- [About this exercise] With the records below as input, work out how many lines include the word "freq". Give only the number.

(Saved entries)
:::
//! Background task implementations
//!
//! Every task is a pure function over its JSON payload: no scene or
//! engine state is touched, which is what makes them safe to run off
//! the main thread.

use serde::{Deserialize, Serialize};
use serde_json::Value;

use super::WorkerError;

/// Dispatch a task by name
pub fn run_task(task: &str, data: &Value) -> Result<Value, WorkerError> {
    match task {
        "simulateParticles" => simulate_particles(data),
        "findPath" => find_path(data),
        "generateTerrain" => generate_terrain(data),
        other => Err(WorkerError::UnknownTask(other.to_string())),
    }
}

#[derive(Debug, Serialize, Deserialize)]
struct Particle {
    position: [f32; 3],
    velocity: [f32; 3],
}

#[derive(Debug, Deserialize)]
struct ParticlePayload {
    particles: Vec<Particle>,
    dt: f32,
    #[serde(default)]
    gravity: f32,
    #[serde(default = "one")]
    steps: u32,
}

fn one() -> u32 {
    1
}

/// Advance a particle set by `steps` fixed increments of `dt`
fn simulate_particles(data: &Value) -> Result<Value, WorkerError> {
    let mut payload: ParticlePayload =
        serde_json::from_value(data.clone()).map_err(|e| WorkerError::TaskFailed(e.to_string()))?;

    for _ in 0..payload.steps {
        for p in &mut payload.particles {
            p.velocity[1] += payload.gravity * payload.dt;
            for axis in 0..3 {
                p.position[axis] += p.velocity[axis] * payload.dt;
            }
        }
    }

    serde_json::to_value(payload.particles).map_err(|e| WorkerError::TaskFailed(e.to_string()))
}

#[derive(Debug, Deserialize)]
struct PathPayload {
    /// Row-major walkability grid; `true` = passable
    grid: Vec<Vec<bool>>,
    start: [usize; 2],
    goal: [usize; 2],
}

/// Breadth-first shortest path over a walkability grid
///
/// Returns the cell list start..=goal, or an error when no path exists.
fn find_path(data: &Value) -> Result<Value, WorkerError> {
    let payload: PathPayload =
        serde_json::from_value(data.clone()).map_err(|e| WorkerError::TaskFailed(e.to_string()))?;

    let rows = payload.grid.len();
    let cols = payload.grid.first().map_or(0, Vec::len);
    let in_bounds = |r: usize, c: usize| r < rows && c < cols;
    if !in_bounds(payload.start[0], payload.start[1]) || !in_bounds(payload.goal[0], payload.goal[1])
    {
        return Err(WorkerError::TaskFailed(
            "start or goal outside grid".to_string(),
        ));
    }

    let mut prev = vec![vec![None::<[usize; 2]>; cols]; rows];
    let mut visited = vec![vec![false; cols]; rows];
    let mut queue = std::collections::VecDeque::new();
    visited[payload.start[0]][payload.start[1]] = true;
    queue.push_back(payload.start);

    while let Some([r, c]) = queue.pop_front() {
        if [r, c] == payload.goal {
            let mut path = vec![[r, c]];
            let mut cursor = [r, c];
            while let Some(p) = prev[cursor[0]][cursor[1]] {
                path.push(p);
                cursor = p;
            }
            path.reverse();
            return serde_json::to_value(path)
                .map_err(|e| WorkerError::TaskFailed(e.to_string()));
        }

        let neighbors = [
            (r.wrapping_sub(1), c),
            (r + 1, c),
            (r, c.wrapping_sub(1)),
            (r, c + 1),
        ];
        for (nr, nc) in neighbors {
            if in_bounds(nr, nc) && payload.grid[nr][nc] && !visited[nr][nc] {
                visited[nr][nc] = true;
                prev[nr][nc] = Some([r, c]);
                queue.push_back([nr, nc]);
            }
        }
    }

    Err(WorkerError::TaskFailed("no path found".to_string()))
}

#[derive(Debug, Deserialize)]
struct TerrainPayload {
    width: usize,
    depth: usize,
    #[serde(default = "default_amplitude")]
    amplitude: f32,
    #[serde(default)]
    seed: u32,
}

fn default_amplitude() -> f32 {
    1.0
}

/// Deterministic value-noise heightmap
fn generate_terrain(data: &Value) -> Result<Value, WorkerError> {
    let payload: TerrainPayload =
        serde_json::from_value(data.clone()).map_err(|e| WorkerError::TaskFailed(e.to_string()))?;

    if payload.width == 0 || payload.depth == 0 {
        return Err(WorkerError::TaskFailed("empty terrain dimensions".to_string()));
    }

    let hash = |x: u32, z: u32| -> f32 {
        let mut h = x
            .wrapping_mul(0x85eb_ca6b)
            .wrapping_add(z.wrapping_mul(0xc2b2_ae35))
            .wrapping_add(payload.seed);
        h ^= h >> 13;
        h = h.wrapping_mul(0x27d4_eb2f);
        h ^= h >> 15;
        (h as f32 / u32::MAX as f32) * 2.0 - 1.0
    };

    let lerp = |a: f32, b: f32, t: f32| a + (b - a) * t;

    let mut heights = Vec::with_capacity(payload.depth);
    for z in 0..payload.depth {
        let mut row = Vec::with_capacity(payload.width);
        for x in 0..payload.width {
            // Two octaves of value noise on a coarse lattice.
            let mut height = 0.0;
            let mut freq = 0.25;
            let mut amp = payload.amplitude;
            for _ in 0..2 {
                let fx = x as f32 * freq;
                let fz = z as f32 * freq;
                let (x0, z0) = (fx.floor() as u32, fz.floor() as u32);
                let (tx, tz) = (fx.fract(), fz.fract());
                let h00 = hash(x0, z0);
                let h10 = hash(x0 + 1, z0);
                let h01 = hash(x0, z0 + 1);
                let h11 = hash(x0 + 1, z0 + 1);
                height += lerp(lerp(h00, h10, tx), lerp(h01, h11, tx), tz) * amp;
                freq *= 2.0;
                amp *= 0.5;
            }
            row.push(height);
        }
        heights.push(row);
    }

    serde_json::to_value(heights).map_err(|e| WorkerError::TaskFailed(e.to_string()))
}

#[cfg(test)]
mod tests {
    use super::*;
    use serde_json::json;

    #[test]
    fn particles_integrate_velocity() {
        let result = run_task(
            "simulateParticles",
            &json!({
                "particles": [{"position": [0.0, 0.0, 0.0], "velocity": [1.0, 0.0, 0.0]}],
                "dt": 0.5,
                "steps": 4
            }),
        )
        .unwrap();
        let x = result[0]["position"][0].as_f64().unwrap();
        assert!((x - 2.0).abs() < 1e-5);
    }

    #[test]
    fn path_routes_around_walls() {
        let result = run_task(
            "findPath",
            &json!({
                "grid": [
                    [true,  true,  true],
                    [false, false, true],
                    [true,  true,  true]
                ],
                "start": [0, 0],
                "goal": [2, 0]
            }),
        )
        .unwrap();
        let path: Vec<[usize; 2]> = serde_json::from_value(result).unwrap();
        assert_eq!(path.first(), Some(&[0, 0]));
        assert_eq!(path.last(), Some(&[2, 0]));
        // Forced through the open right-hand column.
        assert!(path.contains(&[1, 2]));
    }

    #[test]
    fn path_failure_is_an_error() {
        let err = run_task(
            "findPath",
            &json!({
                "grid": [[true, false], [false, true]],
                "start": [0, 0],
                "goal": [1, 1]
            }),
        )
        .unwrap_err();
        assert!(matches!(err, WorkerError::TaskFailed(_)));
    }

    #[test]
    fn terrain_is_deterministic_for_a_seed() {
        let payload = json!({"width": 8, "depth": 8, "seed": 7});
        let a = run_task("generateTerrain", &payload).unwrap();
        let b = run_task("generateTerrain", &payload).unwrap();
        assert_eq!(a, b);
    }

    #[test]
    fn unknown_task_is_rejected() {
        let err = run_task("meltGpu", &json!({})).unwrap_err();
        assert!(matches!(err, WorkerError::UnknownTask(name) if name == "meltGpu"));
    }
}
//! Entity-Component runtime
//!
//! Typed property-bag components attached to entities, with declared
//! dependencies between kinds, dependency-ordered initialization and
//! per-frame updates driven by the manager.

pub mod component;
pub mod components;
pub mod entity;
pub mod manager;
pub mod registry;

pub use component::{
    AttachedComponent, Component, ComponentCtx, ComponentKind, ComponentSpec, ComponentState,
};
pub use entity::Entity;
pub use manager::EcsManager;
pub use registry::ComponentRegistry;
:::
- [Your solution] 4